**Assigned task**
An exact copy of the lines from the one containing "reported, not fatal." through the last line below is required; include both of those lines and no others.

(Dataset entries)

----------------------------------------

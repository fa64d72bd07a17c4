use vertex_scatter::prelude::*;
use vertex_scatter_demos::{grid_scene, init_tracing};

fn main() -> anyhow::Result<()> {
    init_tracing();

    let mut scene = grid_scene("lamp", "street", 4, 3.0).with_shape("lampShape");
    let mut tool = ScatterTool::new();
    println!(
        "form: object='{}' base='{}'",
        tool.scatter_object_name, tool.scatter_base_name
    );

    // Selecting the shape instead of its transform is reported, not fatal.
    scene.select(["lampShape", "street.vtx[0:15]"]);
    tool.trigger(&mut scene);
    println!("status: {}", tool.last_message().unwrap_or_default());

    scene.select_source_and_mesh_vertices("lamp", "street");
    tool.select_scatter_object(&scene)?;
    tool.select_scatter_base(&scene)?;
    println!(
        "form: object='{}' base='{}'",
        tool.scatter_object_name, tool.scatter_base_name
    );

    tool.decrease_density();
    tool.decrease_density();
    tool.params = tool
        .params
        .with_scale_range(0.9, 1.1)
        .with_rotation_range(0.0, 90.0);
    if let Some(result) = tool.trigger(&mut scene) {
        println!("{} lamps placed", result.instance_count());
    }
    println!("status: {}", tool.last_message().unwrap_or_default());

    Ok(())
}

----------------------------------------

**Written solution**
    // Selecting the shape instead of its transform is reported, not fatal.
    scene.select(["lampShape", "street.vtx[0:15]"]);
    tool.trigger(&mut scene);
    println!("status: {}", tool.last_message().unwrap_or_default());

    scene.select_source_and_mesh_vertices("lamp", "street");
    tool.select_scatter_object(&scene)?;
    tool.select_scatter_base(&scene)?;
    println!(
        "form: object='{}' base='{}'",
        tool.scatter_object_name, tool.scatter_base_name
    );

    tool.decrease_density();
    tool.decrease_density();
    tool.params = tool
        .params
        .with_scale_range(0.9, 1.1)
        .with_rotation_range(0.0, 90.0);
    if let Some(result) = tool.trigger(&mut scene) {
        println!("{} lamps placed", result.instance_count());
    }
    println!("status: {}", tool.last_message().unwrap_or_default());

    Ok(())
}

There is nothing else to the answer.